_Task brief:_
The records below must be transcribed exactly.

_Supplied records:_
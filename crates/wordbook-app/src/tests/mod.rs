mod event_loop_tests;

use std::sync::{Arc, Mutex};
use std::time::Duration;

use async_trait::async_trait;
use tokio::sync::oneshot;
use wordbook_config::Config;
use wordbook_dictionary::{DictionaryProvider, LookupError, ProviderMetadata};
use wordbook_types::RawEntry;

use crate::state::AppState;

const CHEF: &str = include_str!("../../../../fixtures/chef.json");

/// Knows only "chef"; everything else is a 404.
///
/// Answers after `delay`, or once the gate is released when one is set.
#[derive(Default)]
struct ChefOnly {
    delay: Duration,
    gate: Mutex<Option<oneshot::Receiver<()>>>,
}

impl ChefOnly {
    fn slow(delay: Duration) -> Self {
        Self {
            delay,
            ..Self::default()
        }
    }

    fn gated() -> (Self, oneshot::Sender<()>) {
        let (tx, rx) = oneshot::channel();
        let provider = Self {
            gate: Mutex::new(Some(rx)),
            ..Self::default()
        };
        (provider, tx)
    }
}

#[async_trait]
impl DictionaryProvider for ChefOnly {
    async fn lookup(&self, term: &str) -> Result<Vec<RawEntry>, LookupError> {
        let gate = self.gate.lock().unwrap().take();
        if let Some(gate) = gate {
            gate.await.ok();
        }
        tokio::time::sleep(self.delay).await;

        if term == "chef" {
            Ok(serde_json::from_str(CHEF).expect("fixture parses"))
        } else {
            Err(LookupError::NotFound { status: 404 })
        }
    }

    fn metadata(&self) -> ProviderMetadata {
        ProviderMetadata {
            name: "chef-only".to_string(),
            base_url: "http://localhost/en".to_string(),
        }
    }
}

fn app_state_with(provider: ChefOnly) -> Arc<AppState> {
    Arc::new(AppState::with_provider(Config::default(), Arc::new(provider)))
}

fn app_state() -> Arc<AppState> {
    app_state_with(ChefOnly::default())
}
use std::sync::Arc;

use tokio::sync::watch;
use tokio::task::JoinHandle;
use tracing::Instrument;
use uuid::Uuid;
use wordbook_config::lookup::LookupConfig;
use wordbook_dictionary::DictionaryProvider;
use wordbook_types::LookupState;

use crate::shape::shape_entries;

/// One search session: owns the current [`LookupState`] and drives lookups.
///
/// Searches are not serialized. If two overlap, whichever response arrives
/// last decides the final state.
pub struct LookupSession {
    provider: Arc<dyn DictionaryProvider>,
    definition_cap: usize,
    state: watch::Sender<LookupState>,
}

impl LookupSession {
    pub fn new(provider: Arc<dyn DictionaryProvider>, config: &LookupConfig) -> Self {
        let (state, _) = watch::channel(LookupState::Idle);

        Self {
            provider,
            definition_cap: config.definition_cap(),
            state,
        }
    }

    pub fn state(&self) -> LookupState {
        self.state.borrow().clone()
    }

    /// Receiver that sees every state the session publishes
    pub fn subscribe(&self) -> watch::Receiver<LookupState> {
        self.state.subscribe()
    }

    /// Run one lookup to completion and return the final state
    pub async fn search(&self, term: String) -> LookupState {
        self.begin();
        self.resolve(term).await
    }

    /// Publish `Loading` right away, then finish the lookup on a spawned task
    pub fn submit(self: &Arc<Self>, term: String) -> JoinHandle<LookupState> {
        self.begin();

        let session = Arc::clone(self);
        tokio::spawn(async move { session.resolve(term).await })
    }

    fn begin(&self) {
        self.state.send_replace(LookupState::Loading);
    }

    async fn resolve(&self, term: String) -> LookupState {
        let request_id = Uuid::new_v4();
        let span = tracing::info_span!("lookup", %request_id, term = %term);

        async {
            tracing::debug!("[PIPELINE] Request issued");

            let next = match self.provider.lookup(&term).await {
                Ok(raw) => {
                    let entries = shape_entries(&raw, self.definition_cap);
                    tracing::info!("[PIPELINE] Loaded {} entries", entries.len());
                    LookupState::Loaded(entries)
                }
                Err(e) => {
                    tracing::warn!("[PIPELINE] Lookup failed: {}", e);
                    LookupState::Error(e.user_message().to_string())
                }
            };

            self.state.send_replace(next.clone());
            next
        }
        .instrument(span)
        .await
    }
}
pub mod book;
pub mod input;
pub mod markup;
pub mod page;
pub mod pipeline;
pub mod shape;
pub mod view;


pub use input::{InputEvent, SearchInput};
pub use page::{html_document, render_page};
pub use pipeline::LookupSession;
pub use shape::{shape_entries, shape_entry};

_Final answer:_
filename crates/wordbook-app/src/tests/mod.rs
mod event_loop_tests;

use std::sync::{Arc, Mutex};
use std::time::Duration;

use async_trait::async_trait;
use tokio::sync::oneshot;
use wordbook_config::Config;
use wordbook_dictionary::{DictionaryProvider, LookupError, ProviderMetadata};
use wordbook_types::RawEntry;

use crate::state::AppState;

const CHEF: &str = include_str!("../../../../fixtures/chef.json");

/// Knows only "chef"; everything else is a 404.
///
/// Answers after `delay`, or once the gate is released when one is set.
#[derive(Default)]
struct ChefOnly {
    delay: Duration,
    gate: Mutex<Option<oneshot::Receiver<()>>>,
}

impl ChefOnly {
    fn slow(delay: Duration) -> Self {
        Self {
            delay,
            ..Self::default()
        }
    }

    fn gated() -> (Self, oneshot::Sender<()>) {
        let (tx, rx) = oneshot::channel();
        let provider = Self {
            gate: Mutex::new(Some(rx)),
            ..Self::default()
        };
        (provider, tx)
    }
}

#[async_trait]
impl DictionaryProvider for ChefOnly {
    async fn lookup(&self, term: &str) -> Result<Vec<RawEntry>, LookupError> {
        let gate = self.gate.lock().unwrap().take();
        if let Some(gate) = gate {
            gate.await.ok();
        }
        tokio::time::sleep(self.delay).await;

        if term == "chef" {
            Ok(serde_json::from_str(CHEF).expect("fixture parses"))
        } else {
            Err(LookupError::NotFound { status: 404 })
        }
    }

    fn metadata(&self) -> ProviderMetadata {
        ProviderMetadata {
            name: "chef-only".to_string(),
            base_url: "http://localhost/en".to_string(),
        }
    }
}

fn app_state_with(provider: ChefOnly) -> Arc<AppState> {
    Arc::new(AppState::with_provider(Config::default(), Arc::new(provider)))
}

fn app_state() -> Arc<AppState> {
    app_state_with(ChefOnly::default())
}
use std::sync::Arc;

use tokio::sync::watch;
use tokio::task::JoinHandle;
use tracing::Instrument;
use uuid::Uuid;
use wordbook_config::lookup::LookupConfig;
use wordbook_dictionary::DictionaryProvider;
use wordbook_types::LookupState;

use crate::shape::shape_entries;

/// One search session: owns the current [`LookupState`] and drives lookups.
///
/// Searches are not serialized. If two overlap, whichever response arrives
/// last decides the final state.
pub struct LookupSession {
    provider: Arc<dyn DictionaryProvider>,
    definition_cap: usize,
    state: watch::Sender<LookupState>,
}

impl LookupSession {
    pub fn new(provider: Arc<dyn DictionaryProvider>, config: &LookupConfig) -> Self {
        let (state, _) = watch::channel(LookupState::Idle);

        Self {
            provider,
            definition_cap: config.definition_cap(),
            state,
        }
    }

    pub fn state(&self) -> LookupState {
        self.state.borrow().clone()
    }

    /// Receiver that sees every state the session publishes
    pub fn subscribe(&self) -> watch::Receiver<LookupState> {
        self.state.subscribe()
    }

    /// Run one lookup to completion and return the final state
    pub async fn search(&self, term: String) -> LookupState {
        self.begin();
        self.resolve(term).await
    }

    /// Publish `Loading` right away, then finish the lookup on a spawned task
    pub fn submit(self: &Arc<Self>, term: String) -> JoinHandle<LookupState> {
        self.begin();

        let session = Arc::clone(self);
        tokio::spawn(async move { session.resolve(term).await })
    }

    fn begin(&self) {
        self.state.send_replace(LookupState::Loading);
    }

    async fn resolve(&self, term: String) -> LookupState {
        let request_id = Uuid::new_v4();
        let span = tracing::info_span!("lookup", %request_id, term = %term);

        async {
            tracing::debug!("[PIPELINE] Request issued");

            let next = match self.provider.lookup(&term).await {
                Ok(raw) => {
                    let entries = shape_entries(&raw, self.definition_cap);
                    tracing::info!("[PIPELINE] Loaded {} entries", entries.len());
                    LookupState::Loaded(entries)
                }
                Err(e) => {
                    tracing::warn!("[PIPELINE] Lookup failed: {}", e);
                    LookupState::Error(e.user_message().to_string())
                }
            };

            self.state.send_replace(next.clone());
            next
        }
        .instrument(span)
        .await
    }
}
pub mod book;
pub mod input;
pub mod markup;
pub mod page;
pub mod pipeline;
pub mod shape;
pub mod view;


pub use input::{InputEvent, SearchInput};
pub use page::{html_document, render_page};
pub use pipeline::LookupSession;
pub use shape::{shape_entries, shape_entry};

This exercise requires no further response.